Repeat the stretch of entries below from the line with "pub const MIME_TYPE_G722: &str" through the line with "sections (RFC 8841).". Include both ends and add nothing.

%%

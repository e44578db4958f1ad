#[cfg(test)]
mod record_layer_test;

pub mod record_layer_header;

use super::content::*;
use record_layer_header::*;
use shared::error::*;

use std::io::{Read, Write};

/// The record layer is the DTLS framing of every message: it identifies the
/// content type, the epoch of the cipher state and the record sequence number.
/// <https://tools.ietf.org/html/rfc6347#section-4.1>
#[derive(Debug, Clone, PartialEq)]
pub struct RecordLayer {
    pub record_layer_header: RecordLayerHeader,
    pub content: Content,
}

impl RecordLayer {
    pub fn new(protocol_version: ProtocolVersion, epoch: u16, content: Content) -> Self {
        RecordLayer {
            record_layer_header: RecordLayerHeader {
                content_type: content.content_type(),
                protocol_version,
                epoch,
                sequence_number: 0,
                content_len: content.size() as u16,
            },
            content,
        }
    }

    pub fn marshal<W: Write>(&self, writer: &mut W) -> Result<()> {
        let header = RecordLayerHeader {
            content_type: self.content.content_type(),
            content_len: self.content.size() as u16,
            ..self.record_layer_header
        };
        header.marshal(writer)?;
        self.content.marshal(writer)?;
        Ok(())
    }

    pub fn unmarshal<R: Read>(reader: &mut R) -> Result<Self> {
        let record_layer_header = RecordLayerHeader::unmarshal(reader)?;
        let content = Content::unmarshal(record_layer_header.content_type, reader)?;

        Ok(RecordLayer {
            record_layer_header,
            content,
        })
    }
}

/// Note that as with TLS, multiple handshake messages may be placed in
/// the same DTLS record, provided that there is room and that they are
/// part of the same flight. Thus, there are two acceptable ways to pack
/// two DTLS messages into the same datagram: in the same record or in
/// separate records.
/// <https://tools.ietf.org/html/rfc6347#section-4.2.3>
pub(crate) fn unpack_datagram(buf: &[u8]) -> Result<Vec<Vec<u8>>> {
    let mut out = vec![];

    let mut offset = 0;
    while buf.len() != offset {
        if buf.len() - offset <= RECORD_LAYER_HEADER_SIZE {
            return Err(Error::ErrInvalidPacketLength);
        }

        let pkt_len = RECORD_LAYER_HEADER_SIZE
            + (((buf[offset + RECORD_LAYER_HEADER_SIZE - 2] as usize) << 8)
                | buf[offset + RECORD_LAYER_HEADER_SIZE - 1] as usize);
        if offset + pkt_len > buf.len() {
            return Err(Error::ErrInvalidPacketLength);
        }

        out.push(buf[offset..offset + pkt_len].to_vec());
        offset += pkt_len;
    }

    Ok(out)
}
//! Transport layers of a peer connection.
//!
//! ```text
//! ┌─────────────────────────────────────┐
//! │   SRTP keys / application data      │
//! ├─────────────────────────────────────┤
//! │   DTLS (handshake, records)         │  dtls
//! ├─────────────────────────────────────┤
//! │   ICE (checks, selected pair)       │  ice
//! ├─────────────────────────────────────┤
//! │   UDP datagrams, owned by the app   │
//! └─────────────────────────────────────┘
//! ```
//!
//! The DTLS transport owns the ICE transport it runs over. STUN datagrams
//! are routed down to it, and during the handshake DTLS flights may travel
//! inside its connectivity checks.

pub mod dtls;
pub mod ice;
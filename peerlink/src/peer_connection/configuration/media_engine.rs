//! Media capabilities advertised in offers and matched against remote
//! offers when answering.
//!
//! The engine does not encode or decode anything. It only lists the codecs
//! and RTP header extensions this endpoint is willing to negotiate, and
//! whether it takes part in data channel sections.
//!
//! ```
//! use peerlink::peer_connection::configuration::media_engine::{MediaEngine, MediaKind};
//! use peerlink::sdp::util::Codec;
//!
//! # fn example() -> Result<(), Box<dyn std::error::Error>> {
//! let mut media_engine = MediaEngine::default();
//! media_engine.register_codec(
//!     Codec {
//!         payload_type: 111,
//!         name: "opus".to_owned(),
//!         clock_rate: 48000,
//!         encoding_parameters: "2".to_owned(),
//!         fmtp: "minptime=10;useinbandfec=1".to_owned(),
//!         rtcp_feedback: vec![],
//!     },
//!     MediaKind::Audio,
//! )?;
//! media_engine.register_header_extension(
//!     "urn:ietf:params:rtp-hdrext:sdes:mid",
//!     MediaKind::Audio,
//! )?;
//! # Ok(())
//! # }
//! ```

use std::fmt;

use sdp::extmap::{
    ABS_SEND_TIME_URI, AUDIO_LEVEL_URI, SDES_MID_URI, SDES_REPAIR_RTP_STREAM_ID_URI,
    SDES_RTP_STREAM_ID_URI, TRANSPORT_CC_URI, VIDEO_ORIENTATION_URI,
};
use sdp::util::Codec;
use shared::error::{Error, Result};

pub const MIME_TYPE_OPUS: &str = "opus";
pub const MIME_TYPE_G722: &str = "G722";
pub const MIME_TYPE_PCMU: &str = "PCMU";
pub const MIME_TYPE_PCMA: &str = "PCMA";
pub const MIME_TYPE_VP8: &str = "VP8";
pub const MIME_TYPE_VP9: &str = "VP9";
pub const MIME_TYPE_H264: &str = "H264";
pub const MIME_TYPE_RTX: &str = "rtx";

/// Format of SCTP-over-DTLS application sections (RFC 8841).
pub const DATA_CHANNEL_FORMAT: &str = "webrtc-datachannel";

/// Kind of an `m=` line.
#[derive(Debug, Copy, Clone, PartialEq, Eq, Hash)]
pub enum MediaKind {
    Audio,
    Video,
    Application,
}

const MEDIA_KIND_AUDIO_STR: &str = "audio";
const MEDIA_KIND_VIDEO_STR: &str = "video";
const MEDIA_KIND_APPLICATION_STR: &str = "application";

impl MediaKind {
    /// The kind named by an `m=` line, `None` for kinds this endpoint
    /// never negotiates.
    pub fn from_media(media: &str) -> Option<Self> {
        match media {
            MEDIA_KIND_AUDIO_STR => Some(MediaKind::Audio),
            MEDIA_KIND_VIDEO_STR => Some(MediaKind::Video),
            MEDIA_KIND_APPLICATION_STR => Some(MediaKind::Application),
            _ => None,
        }
    }
}

impl fmt::Display for MediaKind {
    fn fmt(&self, f: &mut fmt::Formatter<'_>) -> fmt::Result {
        let s = match *self {
            MediaKind::Audio => MEDIA_KIND_AUDIO_STR,
            MediaKind::Video => MEDIA_KIND_VIDEO_STR,
            MediaKind::Application => MEDIA_KIND_APPLICATION_STR,
        };
        write!(f, "{s}")
    }
}

#[derive(Debug, Clone, PartialEq, Eq)]
struct HeaderExtension {
    kind: MediaKind,
    uri: String,
}

/// MediaEngine lists the codecs and header extensions an endpoint supports.
#[derive(Default, Debug, Clone)]
pub struct MediaEngine {
    audio_codecs: Vec<Codec>,
    video_codecs: Vec<Codec>,
    header_extensions: Vec<HeaderExtension>,
    data_channels: bool,
}

impl MediaEngine {
    /// Registers the default codecs, header extensions and data channels.
    pub fn register_defaults(&mut self) {
        self.register_default_codecs();
        self.register_default_header_extensions();
        self.data_channels = true;
    }

    /// Registers Opus, G722, PCMU and PCMA for audio, and VP8, VP9 and
    /// H264 with their retransmission formats for video.
    pub fn register_default_codecs(&mut self) {
        let audio = [
            (MIME_TYPE_OPUS, 111, 48000, "2", "minptime=10;useinbandfec=1"),
            (MIME_TYPE_G722, 9, 8000, "", ""),
            (MIME_TYPE_PCMU, 0, 8000, "", ""),
            (MIME_TYPE_PCMA, 8, 8000, "", ""),
        ];
        for (name, payload_type, clock_rate, channels, fmtp) in audio {
            self.push_codec(
                Codec {
                    payload_type,
                    name: name.to_owned(),
                    clock_rate,
                    encoding_parameters: channels.to_owned(),
                    fmtp: fmtp.to_owned(),
                    rtcp_feedback: if name == MIME_TYPE_OPUS {
                        vec!["transport-cc".to_owned()]
                    } else {
                        vec![]
                    },
                },
                MediaKind::Audio,
            );
        }

        let video_feedback: Vec<String> = ["goog-remb", "transport-cc", "ccm fir", "nack", "nack pli"]
            .iter()
            .map(|s| s.to_string())
            .collect();
        let video = [
            (MIME_TYPE_VP8, 96, ""),
            (MIME_TYPE_VP9, 98, "profile-id=0"),
            (
                MIME_TYPE_H264,
                102,
                "level-asymmetry-allowed=1;packetization-mode=1;profile-level-id=42001f",
            ),
        ];
        for (name, payload_type, fmtp) in video {
            self.push_codec(
                Codec {
                    payload_type,
                    name: name.to_owned(),
                    clock_rate: 90000,
                    encoding_parameters: String::new(),
                    fmtp: fmtp.to_owned(),
                    rtcp_feedback: video_feedback.clone(),
                },
                MediaKind::Video,
            );
            self.push_codec(
                Codec {
                    payload_type: payload_type + 1,
                    name: MIME_TYPE_RTX.to_owned(),
                    clock_rate: 90000,
                    encoding_parameters: String::new(),
                    fmtp: format!("apt={payload_type}"),
                    rtcp_feedback: vec![],
                },
                MediaKind::Video,
            );
        }
    }

    pub fn register_default_header_extensions(&mut self) {
        for uri in [SDES_MID_URI, AUDIO_LEVEL_URI, TRANSPORT_CC_URI] {
            self.push_header_extension(uri, MediaKind::Audio);
        }
        for uri in [
            SDES_MID_URI,
            SDES_RTP_STREAM_ID_URI,
            SDES_REPAIR_RTP_STREAM_ID_URI,
            TRANSPORT_CC_URI,
            ABS_SEND_TIME_URI,
            VIDEO_ORIENTATION_URI,
        ] {
            self.push_header_extension(uri, MediaKind::Video);
        }
    }

    /// Adds a codec. A payload type already bound to a different format, in
    /// any kind, is refused so that local offers can be bundled.
    pub fn register_codec(&mut self, codec: Codec, kind: MediaKind) -> Result<()> {
        if kind == MediaKind::Application {
            return Err(Error::ErrInvalidParameter(
                "codecs cannot be registered for application sections".to_owned(),
            ));
        }
        if codec.name.is_empty() || codec.clock_rate == 0 {
            return Err(Error::ErrInvalidParameter(format!(
                "codec {} needs a name and a clock rate",
                codec.payload_type
            )));
        }

        if let Some(existing) = self
            .audio_codecs
            .iter()
            .chain(self.video_codecs.iter())
            .find(|c| c.payload_type == codec.payload_type)
        {
            if existing.same_format(&codec) {
                return Ok(());
            }
            return Err(Error::ErrInvalidParameter(format!(
                "payload type {} already registered for {}",
                codec.payload_type, existing.name
            )));
        }

        self.push_codec(codec, kind);
        Ok(())
    }

    pub fn register_header_extension(&mut self, uri: &str, kind: MediaKind) -> Result<()> {
        if kind == MediaKind::Application {
            return Err(Error::ErrInvalidParameter(
                "header extensions cannot be registered for application sections".to_owned(),
            ));
        }
        self.push_header_extension(uri, kind);
        Ok(())
    }

    /// Whether `m=application` sections carrying data channels are accepted
    /// and offered.
    pub fn set_data_channels(&mut self, enabled: bool) {
        self.data_channels = enabled;
    }

    pub fn supports_data_channels(&self) -> bool {
        self.data_channels
    }

    pub fn audio_codecs(&self) -> &[Codec] {
        &self.audio_codecs
    }

    pub fn video_codecs(&self) -> &[Codec] {
        &self.video_codecs
    }

    pub fn codecs(&self, kind: MediaKind) -> &[Codec] {
        match kind {
            MediaKind::Audio => &self.audio_codecs,
            MediaKind::Video => &self.video_codecs,
            MediaKind::Application => &[],
        }
    }

    /// Header extension URIs of `kind`, in registration order.
    pub fn header_extensions(&self, kind: MediaKind) -> Vec<&str> {
        self.header_extensions
            .iter()
            .filter(|e| e.kind == kind)
            .map(|e| e.uri.as_str())
            .collect()
    }

    /// Every distinct header extension URI, in registration order. Offers
    /// number extensions by their position here, so one URI keeps one id
    /// across all sections.
    pub(crate) fn header_extension_uris(&self) -> Vec<&str> {
        let mut uris: Vec<&str> = vec![];
        for e in &self.header_extensions {
            if !uris.contains(&e.uri.as_str()) {
                uris.push(e.uri.as_str());
            }
        }
        uris
    }

    /// The local codec describing the same format as `remote`.
    pub(crate) fn find_codec(&self, kind: MediaKind, remote: &Codec) -> Option<&Codec> {
        self.codecs(kind).iter().find(|c| c.same_format(remote))
    }

    /// A local codec with the name and clock rate of `remote`, for formats
    /// such as rtx whose parameters reference another payload type.
    pub(crate) fn find_codec_by_name(&self, kind: MediaKind, remote: &Codec) -> Option<&Codec> {
        self.codecs(kind).iter().find(|c| {
            c.name.eq_ignore_ascii_case(&remote.name) && c.clock_rate == remote.clock_rate
        })
    }

    pub(crate) fn supports_header_extension(&self, kind: MediaKind, uri: &str) -> bool {
        self.header_extensions
            .iter()
            .any(|e| e.kind == kind && e.uri == uri)
    }

    fn push_codec(&mut self, codec: Codec, kind: MediaKind) {
        match kind {
            MediaKind::Audio => self.audio_codecs.push(codec),
            MediaKind::Video => self.video_codecs.push(codec),
            MediaKind::Application => {}
        }
    }

    fn push_header_extension(&mut self, uri: &str, kind: MediaKind) {
        let ext = HeaderExtension {
            kind,
            uri: uri.to_owned(),
        };
        if !self.header_extensions.contains(&ext) {
            self.header_extensions.push(ext);
        }
    }
}

#[cfg(test)]
mod test {
    use super::*;

    fn opus(payload_type: u8) -> Codec {
        Codec {
            payload_type,
            name: MIME_TYPE_OPUS.to_owned(),
            clock_rate: 48000,
            encoding_parameters: "2".to_owned(),
            fmtp: "minptime=10;useinbandfec=1".to_owned(),
            rtcp_feedback: vec![],
        }
    }

    #[test]
    fn test_register_default_codecs() {
        let mut m = MediaEngine::default();
        m.register_defaults();

        assert_eq!(m.audio_codecs().len(), 4);
        assert_eq!(m.video_codecs().len(), 6);
        assert!(m.supports_data_channels());
        assert!(m.find_codec(MediaKind::Audio, &opus(109)).is_some());
        assert!(m.find_codec(MediaKind::Video, &opus(109)).is_none());

        let uris = m.header_extension_uris();
        assert_eq!(uris[0], SDES_MID_URI);
        assert_eq!(
            uris.iter().filter(|u| **u == TRANSPORT_CC_URI).count(),
            1,
            "a shared uri is listed once"
        );
        assert!(m.supports_header_extension(MediaKind::Audio, AUDIO_LEVEL_URI));
        assert!(!m.supports_header_extension(MediaKind::Video, AUDIO_LEVEL_URI));
    }

    #[test]
    fn test_register_codec() -> Result<()> {
        let mut m = MediaEngine::default();
        m.register_codec(opus(111), MediaKind::Audio)?;
        m.register_codec(opus(111), MediaKind::Audio)?;
        assert_eq!(m.audio_codecs().len(), 1);

        let vp8 = Codec {
            payload_type: 111,
            name: MIME_TYPE_VP8.to_owned(),
            clock_rate: 90000,
            ..Default::default()
        };
        assert!(m.register_codec(vp8, MediaKind::Video).is_err());
        assert!(m.register_codec(opus(100), MediaKind::Application).is_err());
        assert!(
            m.register_codec(
                Codec {
                    payload_type: 100,
                    ..Default::default()
                },
                MediaKind::Audio
            )
            .is_err()
        );

        Ok(())
    }

    #[test]
    fn test_media_kind() {
        for (s, kind) in [
            ("audio", MediaKind::Audio),
            ("video", MediaKind::Video),
            ("application", MediaKind::Application),
        ] {
            assert_eq!(MediaKind::from_media(s), Some(kind));
            assert_eq!(kind.to_string(), s);
        }
        assert_eq!(MediaKind::from_media("text"), None);
    }
}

%%

WRITTEN ANSWER:
pub const MIME_TYPE_G722: &str = "G722";
pub const MIME_TYPE_PCMU: &str = "PCMU";
pub const MIME_TYPE_PCMA: &str = "PCMA";
pub const MIME_TYPE_VP8: &str = "VP8";
pub const MIME_TYPE_VP9: &str = "VP9";
pub const MIME_TYPE_H264: &str = "H264";
pub const MIME_TYPE_RTX: &str = "rtx";

/// Format of SCTP-over-DTLS application sections (RFC 8841).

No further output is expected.